President Trump vowed at his State of the Union address “that America will never be a socialist country.” But legendary economist Dr. Thomas Sowell sounded a more pessimistic note this week, saying that as far as avoiding a dystopian socialist future goes, “I wouldn’t bet on it.”
Sowell, a Hoover Institution senior fellow and author of more than 30 books, issued his warning during a Tuesday appearance on Fox Business Network’s Cavuto: Coast to Coast. After being asked by interviewer David Asman if the United States was “destined to go through a period of socialism,” the economist replied, “I do have a great fear that, in the long run, we may not make it.”
“I hate to say that. The one thing that keeps me from being despairing is that we don’t know,” Sowell continued, trying to inject some optimism. “There are so many things that we can’t possibly know. And so, we may make it, but I wouldn’t bet on it” (video below. Relevant portion begins 6:25).
Expounding on our ideological descent’s causes, Sowell explained “that some of the blame could be put on the media and educational institutions in the country for not doing a better job of putting socialism to the test,” reports Breitbart.
“‘Unfortunately, neither our educational system nor our media encourage people to test ideas against facts,’ Sowell said. ‘Socialism is a wonderful sounding idea. It’s only as a reality, it is disastrous,’” the site continued.
Sowell, now 88 and staunchly conservative but a Marxist as a young man, complained that many people today cannot be moved by reason and evidence.
“Before I was a Marxist, I was an empiricist, and I stayed an empiricist,” he said. “And with the passing years, as I look into more and more things, I saw the difference between the reality and the rhetoric. Unfortunately, so many people today including in the leading universities don’t pay much attention to evidence,” Breitbart further relates.
There’s a reason for this, though, one we must understand to have any hope of remedying our woes.
Likely every politically passionate conservative has had an experience similar to that of Thomas Lifson, American Thinker editor in chief and ex-Ivy League professor. He recently related that when he’d attend debates years ago populated by leftist academics, subjects would be “dropped because they would only cause name-calling.”
It’s not just name-calling, however, but also diversionary tactics, rationalizations, and outright denial of facts that leftists use to avoid accepting inconvenient truths. This leads to behavior far more stupid than the people exhibiting it, and, in fact, most of the principles argued don’t require greater-than-average intelligence to be understood, anyway. Explanation?
You’re trying to reach these people’s minds when you’d have to change their hearts — they’re blinded by emotion.
To paraphrase British essayist Jonathan Swift, “You cannot reason a man out of a position he has not reasoned himself into.” Our problem today isn’t just misguided minds; teaching is relatively easy if people are receptive to Truth.

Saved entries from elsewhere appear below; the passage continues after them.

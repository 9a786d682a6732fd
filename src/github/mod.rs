//! GitHub REST client.
//!
//! Thin typed wrapper over `reqwest`: every response is decoded into the
//! records in [`crate::models::github`] at this boundary. Requests are issued
//! one at a time and never retried.

use std::time::Duration;

use reqwest::header::{ACCEPT, AUTHORIZATION, HeaderMap, HeaderValue, USER_AGENT};
use serde::de::DeserializeOwned;
use thiserror::Error;

use crate::constants;
use crate::models::RepoRef;
use crate::models::github::{ApiCommit, ApiPullRequest, ApiReviewComment};

/// Longest response body quoted in an error message.
const ERROR_BODY_PREVIEW_LEN: usize = 500;

/// Errors from GitHub API calls.
#[derive(Error, Debug)]
pub enum GithubError {
    #[error("invalid GitHub token: {0}")]
    InvalidToken(String),

    #[error("failed to build HTTP client: {0}")]
    Client(#[source] reqwest::Error),

    #[error("{what}: request failed: {source}")]
    Http {
        what: String,
        #[source]
        source: reqwest::Error,
    },

    #[error("{what}: GitHub returned HTTP {status}: {body}")]
    Status {
        what: String,
        status: u16,
        body: String,
    },

    #[error("{what}: unexpected response shape: {source}")]
    Decode {
        what: String,
        #[source]
        source: serde_json::Error,
    },
}

/// Authenticated GitHub REST client bound to one API host.
#[derive(Clone)]
pub struct GithubClient {
    http: reqwest::Client,
    api_base: String,
}

impl std::fmt::Debug for GithubClient {
    fn fmt(&self, f: &mut std::fmt::Formatter<'_>) -> std::fmt::Result {
        f.debug_struct("GithubClient")
            .field("api_base", &self.api_base)
            .finish_non_exhaustive()
    }
}

impl GithubClient {
    /// Build a client that sends `token` as a bearer credential to `api_base`.
    pub fn new(api_base: &str, token: &str, timeout: Duration) -> Result<Self, GithubError> {
        let mut headers = HeaderMap::new();
        headers.insert(USER_AGENT, HeaderValue::from_static(constants::USER_AGENT));
        headers.insert(
            ACCEPT,
            HeaderValue::from_static("application/vnd.github+json"),
        );
        headers.insert(
            "x-github-api-version",
            HeaderValue::from_static(constants::GITHUB_API_VERSION),
        );
        let mut auth = HeaderValue::from_str(&format!("Bearer {}", token.trim()))
            .map_err(|e| GithubError::InvalidToken(e.to_string()))?;
        auth.set_sensitive(true);
        headers.insert(AUTHORIZATION, auth);

        let http = reqwest::Client::builder()
            .default_headers(headers)
            .timeout(timeout)
            .build()
            .map_err(GithubError::Client)?;

        Ok(Self {
            http,
            api_base: api_base.trim_end_matches('/').to_string(),
        })
    }

    fn repo_url(&self, repo: &RepoRef, rest: &str) -> String {
        format!(
            "{}/repos/{}/{}/{}",
            self.api_base,
            repo.owner,
            repo.name,
            rest.trim_start_matches('/')
        )
    }

    /// Send a request and return the body text of a successful response.
    async fn send_text(
        &self,
        request: reqwest::RequestBuilder,
        what: &str,
    ) -> Result<String, GithubError> {
        let response = request.send().await.map_err(|source| GithubError::Http {
            what: what.to_string(),
            source,
        })?;

        let status = response.status();
        let body = response.text().await.map_err(|source| GithubError::Http {
            what: what.to_string(),
            source,
        })?;

        if !status.is_success() {
            return Err(GithubError::Status {
                what: what.to_string(),
                status: status.as_u16(),
                body: truncate(&body, ERROR_BODY_PREVIEW_LEN),
            });
        }

        Ok(body)
    }

    /// GET `url` and decode the JSON body into `T`.
    async fn get_json<T: DeserializeOwned>(&self, url: &str, what: &str) -> Result<T, GithubError> {
        tracing::debug!(%url, "GET {what}");
        let body = self.send_text(self.http.get(url), what).await?;
        serde_json::from_str(&body).map_err(|source| GithubError::Decode {
            what: what.to_string(),
            source,
        })
    }

    /// GET every page of a list endpoint.
    ///
    /// Stops at the first page shorter than the page size.
    async fn get_all_pages<T: DeserializeOwned>(
        &self,
        url: &str,
        what: &str,
    ) -> Result<Vec<T>, GithubError> {
        let mut items = Vec::new();
        let mut page = 1usize;
        loop {
            let page_url = format!(
                "{url}?per_page={}&page={page}",
                constants::GITHUB_PAGE_SIZE
            );
            let batch: Vec<T> = self.get_json(&page_url, what).await?;
            let len = batch.len();
            items.extend(batch);
            if len < constants::GITHUB_PAGE_SIZE {
                break;
            }
            page += 1;
        }
        Ok(items)
    }

    /// Fetch pull request metadata (head/base SHAs, requested reviewers).
    pub async fn pull_request(
        &self,
        repo: &RepoRef,
        number: u64,
    ) -> Result<ApiPullRequest, GithubError> {
        let url = self.repo_url(repo, &format!("pulls/{number}"));
        self.get_json(&url, "fetch pull request").await
    }

    /// Fetch the commits of a pull request, oldest first.
    pub async fn pull_commits(
        &self,
        repo: &RepoRef,
        number: u64,
    ) -> Result<Vec<ApiCommit>, GithubError> {
        let url = self.repo_url(repo, &format!("pulls/{number}/commits"));
        self.get_all_pages(&url, "list pull request commits").await
    }

    /// Fetch the line-level review comments of a pull request.
    pub async fn review_comments(
        &self,
        repo: &RepoRef,
        number: u64,
    ) -> Result<Vec<ApiReviewComment>, GithubError> {
        let url = self.repo_url(repo, &format!("pulls/{number}/comments"));
        self.get_all_pages(&url, "list review comments").await
    }

    /// Fetch a single commit as raw JSON.
    ///
    /// Returned untyped so callers can decide how to treat a response that
    /// lacks the fields they need.
    pub async fn commit_detail(
        &self,
        repo: &RepoRef,
        sha: &str,
    ) -> Result<serde_json::Value, GithubError> {
        let url = self.repo_url(repo, &format!("commits/{sha}"));
        self.get_json(&url, "fetch commit detail").await
    }

    /// Fetch the pull request as a unified diff.
    pub async fn pull_diff(&self, repo: &RepoRef, number: u64) -> Result<String, GithubError> {
        let url = self.repo_url(repo, &format!("pulls/{number}"));
        tracing::debug!(%url, "GET pull request diff");
        let request = self
            .http
            .get(&url)
            .header(ACCEPT, "application/vnd.github.v3.diff");
        self.send_text(request, "fetch pull request diff").await
    }

    /// Post a review with `event: COMMENT` on a pull request.
    pub async fn create_review(
        &self,
        repo: &RepoRef,
        number: u64,
        commit_id: &str,
        body: &str,
    ) -> Result<(), GithubError> {
        let url = self.repo_url(repo, &format!("pulls/{number}/reviews"));
        let payload = serde_json::json!({
            "body": body,
            "commit_id": commit_id,
            "event": "COMMENT",
        });
        tracing::debug!(%url, "POST pull request review");
        self.send_text(self.http.post(&url).json(&payload), "create review")
            .await
            .map(|_| ())
    }
}

/// Truncate `text` to at most `max` characters, marking the cut.
fn truncate(text: &str, max: usize) -> String {
    match text.char_indices().nth(max) {
        Some((idx, _)) => format!("{}…", &text[..idx]),
        None => text.to_string(),
    }
}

Our problem is that as “the twig is bent, so grows the tree”: Too many Americans’ emotional foundations have been warped, twisted, and deformed, yielding strong erotic attachments to misbegotten ideas.

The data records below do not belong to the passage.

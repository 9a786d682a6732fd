//! Per-author commit statistics.
//!
//! Line-change counters are not part of the PR commit list, so every commit
//! is fetched individually. A commit whose detail response is unusable is
//! logged and skipped; the rest of the aggregation continues.

use indexmap::IndexMap;

use crate::github::{GithubClient, GithubError};
use crate::models::github::{ApiCommit, ApiCommitDetail};
use crate::models::{AuthorStats, PrimaryAuthor, RepoRef};

/// Why a commit detail could not be attributed.
#[derive(Debug, Clone, PartialEq, Eq)]
pub enum SkipReason {
    Unparseable(String),
    MissingAuthor,
    MissingStats,
}

impl std::fmt::Display for SkipReason {
    fn fmt(&self, f: &mut std::fmt::Formatter<'_>) -> std::fmt::Result {
        match self {
            SkipReason::Unparseable(e) => write!(f, "unparseable response: {e}"),
            SkipReason::MissingAuthor => write!(f, "no author"),
            SkipReason::MissingStats => write!(f, "no stats"),
        }
    }
}

/// Accumulates line-change statistics per author, in first-seen order.
#[derive(Debug, Default, Clone)]
pub struct StatsLedger {
    authors: IndexMap<String, AuthorStats>,
    skipped: usize,
}

impl StatsLedger {
    pub fn new() -> Self {
        Self::default()
    }

    /// Attribute one raw commit-detail response.
    pub fn record_detail(&mut self, detail: serde_json::Value) -> Result<(), SkipReason> {
        let detail: ApiCommitDetail = serde_json::from_value(detail)
            .map_err(|e| SkipReason::Unparseable(e.to_string()))?;
        let author = detail.author_login().ok_or(SkipReason::MissingAuthor)?;
        let stats = detail.stats.ok_or(SkipReason::MissingStats)?;

        let entry = self
            .authors
            .entry(author.to_string())
            .or_insert_with(|| AuthorStats::new(author));
        entry.commit_count += 1;
        entry.additions += stats.additions;
        entry.deletions += stats.deletions;
        entry.total += stats.total;
        Ok(())
    }

    /// Note a commit that was skipped.
    pub fn record_skip(&mut self) {
        self.skipped += 1;
    }

    pub fn skipped(&self) -> usize {
        self.skipped
    }

    pub fn authors(&self) -> &IndexMap<String, AuthorStats> {
        &self.authors
    }

    /// Pick the author whose figures fill the report's top-level fields.
    pub fn primary(&self, mode: PrimaryAuthor) -> Option<&AuthorStats> {
        match mode {
            PrimaryAuthor::First => self.authors.values().next(),
            PrimaryAuthor::Top => self.authors.values().reduce(|best, candidate| {
                if candidate.commit_count > best.commit_count {
                    candidate
                } else {
                    best
                }
            }),
        }
    }

    pub fn into_authors(self) -> Vec<AuthorStats> {
        self.authors.into_values().collect()
    }
}

/// Fetch every commit's detail and accumulate per-author statistics.
///
/// Transport failures abort; error statuses and malformed bodies for a
/// single commit are skipped with a warning.
pub async fn collect_author_stats(
    github: &GithubClient,
    repo: &RepoRef,
    commits: &[ApiCommit],
) -> Result<StatsLedger, GithubError> {
    let mut ledger = StatsLedger::new();

    for commit in commits {
        let detail = match github.commit_detail(repo, &commit.sha).await {
            Ok(detail) => detail,
            Err(err @ (GithubError::Status { .. } | GithubError::Decode { .. })) => {
                tracing::warn!(sha = %commit.sha, "skipping commit: {err}");
                ledger.record_skip();
                continue;
            }
            Err(err) => return Err(err),
        };

        if let Err(reason) = ledger.record_detail(detail) {
            tracing::warn!(sha = %commit.sha, "skipping commit: {reason}");
            ledger.record_skip();
        }
    }

    tracing::info!(
        authors = ledger.authors().len(),
        skipped = ledger.skipped(),
        "collected commit statistics"
    );
    Ok(ledger)
}
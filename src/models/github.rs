//! Typed records for the GitHub REST responses we consume.
//!
//! Only the fields the pipelines read are modelled; serde ignores the rest.
//! A response missing a required field fails to decode, which surfaces as
//! [`crate::github::GithubError::Decode`] instead of a lookup panic.

use serde::{Deserialize, Serialize};

/// A GitHub account reference (`user`, `author`, `requested_reviewers[]`).
#[derive(Debug, Clone, PartialEq, Eq, Serialize, Deserialize)]
pub struct ApiUser {
    pub login: String,
}

/// Git-level author/committer signature embedded in a commit.
#[derive(Debug, Clone, PartialEq, Eq, Serialize, Deserialize)]
pub struct ApiSignature {
    pub name: String,
    #[serde(default)]
    pub email: Option<String>,
}

/// The `commit` object nested inside a commit response.
#[derive(Debug, Clone, Default, PartialEq, Eq, Serialize, Deserialize)]
pub struct ApiGitCommit {
    #[serde(default)]
    pub author: Option<ApiSignature>,
    #[serde(default)]
    pub message: String,
}

/// One entry of `GET /repos/{repo}/pulls/{n}/commits`.
#[derive(Debug, Clone, PartialEq, Eq, Serialize, Deserialize)]
pub struct ApiCommit {
    pub sha: String,
    /// Linked GitHub account; `null` when the commit e-mail matches no user.
    #[serde(default)]
    pub author: Option<ApiUser>,
    #[serde(default)]
    pub commit: ApiGitCommit,
}

impl ApiCommit {
    /// Login the commit is attributed to.
    ///
    /// Falls back to the git author name when GitHub could not link the
    /// commit to an account.
    pub fn author_login(&self) -> Option<&str> {
        self.author
            .as_ref()
            .map(|u| u.login.as_str())
            .or_else(|| self.commit.author.as_ref().map(|s| s.name.as_str()))
            .filter(|login| !login.is_empty())
    }
}

/// Line-change counters from `GET /repos/{repo}/commits/{sha}`.
#[derive(Debug, Clone, Copy, Default, PartialEq, Eq, Serialize, Deserialize)]
pub struct ApiCommitStats {
    pub additions: u64,
    pub deletions: u64,
    pub total: u64,
}

/// Response of `GET /repos/{repo}/commits/{sha}`.
#[derive(Debug, Clone, PartialEq, Eq, Serialize, Deserialize)]
pub struct ApiCommitDetail {
    pub sha: String,
    #[serde(default)]
    pub author: Option<ApiUser>,
    #[serde(default)]
    pub commit: ApiGitCommit,
    #[serde(default)]
    pub stats: Option<ApiCommitStats>,
}

impl ApiCommitDetail {
    /// Same attribution rule as [`ApiCommit::author_login`].
    pub fn author_login(&self) -> Option<&str> {
        self.author
            .as_ref()
            .map(|u| u.login.as_str())
            .or_else(|| self.commit.author.as_ref().map(|s| s.name.as_str()))
            .filter(|login| !login.is_empty())
    }
}

/// One entry of `GET /repos/{repo}/pulls/{n}/comments` (line-level review comments).
#[derive(Debug, Clone, PartialEq, Eq, Serialize, Deserialize)]
pub struct ApiReviewComment {
    /// `null` for comments left by deleted accounts.
    #[serde(default)]
    pub user: Option<ApiUser>,
    pub body: String,
    pub original_commit_id: String,
}

/// `head` / `base` branch pointers of a pull request.
#[derive(Debug, Clone, PartialEq, Eq, Serialize, Deserialize)]
pub struct ApiBranchRef {
    pub sha: String,
    #[serde(rename = "ref")]
    pub ref_name: String,
}

/// Response of `GET /repos/{repo}/pulls/{n}`.
#[derive(Debug, Clone, PartialEq, Eq, Serialize, Deserialize)]
pub struct ApiPullRequest {
    pub number: u64,
    #[serde(default)]
    pub title: String,
    #[serde(default)]
    pub user: Option<ApiUser>,
    pub head: ApiBranchRef,
    pub base: ApiBranchRef,
    #[serde(default)]
    pub requested_reviewers: Vec<ApiUser>,
}

impl ApiPullRequest {
    /// Logins of currently requested reviewers, in API order.
    pub fn requested_reviewer_logins(&self) -> Vec<String> {
        self.requested_reviewers
            .iter()
            .map(|u| u.login.clone())
            .collect()
    }
}

#[cfg(test)]
mod tests {
    use super::*;

    #[test]
    fn commit_decodes_with_linked_author() {
        let json = r#"{
            "sha": "a1",
            "author": {"login": "alice", "id": 1},
            "commit": {"author": {"name": "Alice A", "email": "a@x.io"}, "message": "init"},
            "url": "ignored"
        }"#;
        let commit: ApiCommit = serde_json::from_str(json).unwrap();
        assert_eq!(commit.sha, "a1");
        assert_eq!(commit.author_login(), Some("alice"));
    }

    #[test]
    fn commit_without_linked_account_uses_git_name() {
        let json = r#"{"sha": "b2", "author": null, "commit": {"author": {"name": "bob"}}}"#;
        let commit: ApiCommit = serde_json::from_str(json).unwrap();
        assert_eq!(commit.author_login(), Some("bob"));
    }

    #[test]
    fn commit_without_any_author_has_no_login() {
        let json = r#"{"sha": "c3", "author": null, "commit": {}}"#;
        let commit: ApiCommit = serde_json::from_str(json).unwrap();
        assert_eq!(commit.author_login(), None);
    }

    #[test]
    fn rate_limit_body_is_not_a_commit_list() {
        let json = r#"{"message": "API rate limit exceeded", "documentation_url": "x"}"#;
        assert!(serde_json::from_str::<Vec<ApiCommit>>(json).is_err());
    }

    #[test]
    fn review_comment_requires_original_commit_id() {
        let json = r#"{"user": {"login": "carol"}, "body": "typo"}"#;
        assert!(serde_json::from_str::<ApiReviewComment>(json).is_err());
    }

    #[test]
    fn pull_request_reviewers_keep_order() {
        let json = r#"{
            "number": 7,
            "title": "Add feature",
            "head": {"sha": "h", "ref": "feature"},
            "base": {"sha": "b", "ref": "main"},
            "requested_reviewers": [{"login": "zed"}, {"login": "amy"}]
        }"#;
        let pr: ApiPullRequest = serde_json::from_str(json).unwrap();
        assert_eq!(pr.head.ref_name, "feature");
        assert_eq!(pr.requested_reviewer_logins(), vec!["zed", "amy"]);
    }

    #[test]
    fn commit_detail_stats_are_optional() {
        let json = r#"{"sha": "a1", "author": {"login": "alice"}}"#;
        let detail: ApiCommitDetail = serde_json::from_str(json).unwrap();
        assert!(detail.stats.is_none());
        assert_eq!(detail.author_login(), Some("alice"));
    }
}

Really, people are not governed by reason as much as we may like to think. In fact, without “the aid of trained emotions the intellect is powerless against the animal organism,” as writer C.S. Lewis put it.
This training’s necessity is why ancient Greek philosopher Plato emphasized that children “ought to be brought up in an atmosphere that provides them examples of nobility and grace,” wrote William Kilpatrick in Why Johnny Can’t Tell Right from Wrong. “This imaginative education is not a substitute for a reasoned morality, but it paves the way for it, making it more likely that the grown child will happily accept the dictates of reason. In this way, the child develops an erotic attachment to virtue, by which Plato meant not so much sexual as passionate.”

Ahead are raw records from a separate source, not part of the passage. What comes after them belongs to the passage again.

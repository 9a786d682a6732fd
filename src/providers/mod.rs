//! ReviewProvider trait and LLM integration.
//!
//! Provides an abstraction layer over rig-core to decouple the
//! summarizer from the specific LLM library.

pub mod rig;

use async_trait::async_trait;
use thiserror::Error;

/// Errors from the review provider.
#[derive(Error, Debug)]
pub enum ProviderError {
    #[error("LLM API error: {0}")]
    ApiError(String),

    #[error("provider not configured: {0}")]
    NotConfigured(String),
}

/// Trait for text generation backends.
///
/// Each call is an independent, single-turn exchange: an optional system
/// preamble plus one user message, answered with plain text.
#[async_trait]
pub trait ReviewProvider: Send + Sync {
    async fn generate(&self, preamble: Option<&str>, prompt: &str)
    -> Result<String, ProviderError>;
}
//! Per-invocation domain records built from GitHub responses.

use serde::{Deserialize, Serialize};

/// A commit attributed to its author.
#[derive(Debug, Clone, PartialEq, Eq)]
pub struct CommitRecord {
    pub sha: String,
    pub author_login: String,
}

/// Feedback a reviewer left on one of a contributor's commits.
#[derive(Debug, Clone, PartialEq, Eq, Serialize, Deserialize)]
pub struct ReviewFeedback {
    pub reviewer_id: String,
    pub comment: String,
}

/// Commit count and received review comments for one contributor.
///
/// Wire shape of an entry in the contributor report's `contributors` array.
#[derive(Debug, Clone, PartialEq, Eq, Serialize, Deserialize)]
pub struct ContributorSummary {
    pub github_id: String,
    pub commit_count: u32,
    pub review_comments: Vec<ReviewFeedback>,
}

impl ContributorSummary {
    /// Start a summary for an author first seen on a commit.
    pub fn new(github_id: impl Into<String>) -> Self {
        Self {
            github_id: github_id.into(),
            commit_count: 0,
            review_comments: Vec::new(),
        }
    }
}

/// Commit count and summed line changes for one author.
#[derive(Debug, Clone, Default, PartialEq, Eq, Serialize, Deserialize)]
pub struct AuthorStats {
    pub github_id: String,
    pub commit_count: u32,
    pub additions: u64,
    pub deletions: u64,
    pub total: u64,
}

impl AuthorStats {
    /// Empty accumulator for `github_id`.
    pub fn new(github_id: impl Into<String>) -> Self {
        Self {
            github_id: github_id.into(),
            ..Self::default()
        }
    }
}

Unfortunately, children can even more easily develop an erotic attachment to vice, by which I mean passionate and sexual (often). And with our corrupt — and corruptive — media, academia, and, in particular, entertainment, which attachment do you think most kids today develop?
The Founding Fathers so emphasized the need for virtue because, as Ben Franklin put it, “Only a virtuous people are capable of freedom.” In contrast, we’re now descending into socialism not mainly because of a lack of available “knowledge” — it’s all out there (this is the Internet age, after all). No, we’re embracing what Winston Churchill called “a philosophy of failure, the creed of ignorance, and the gospel of envy” largely because it correlates perfectly with a degraded, vice-born emotional foundation.
It’s ironic, but the ideologues who bloviate endlessly about social justice and economic justice will, barring an about-face, get only poetic justice.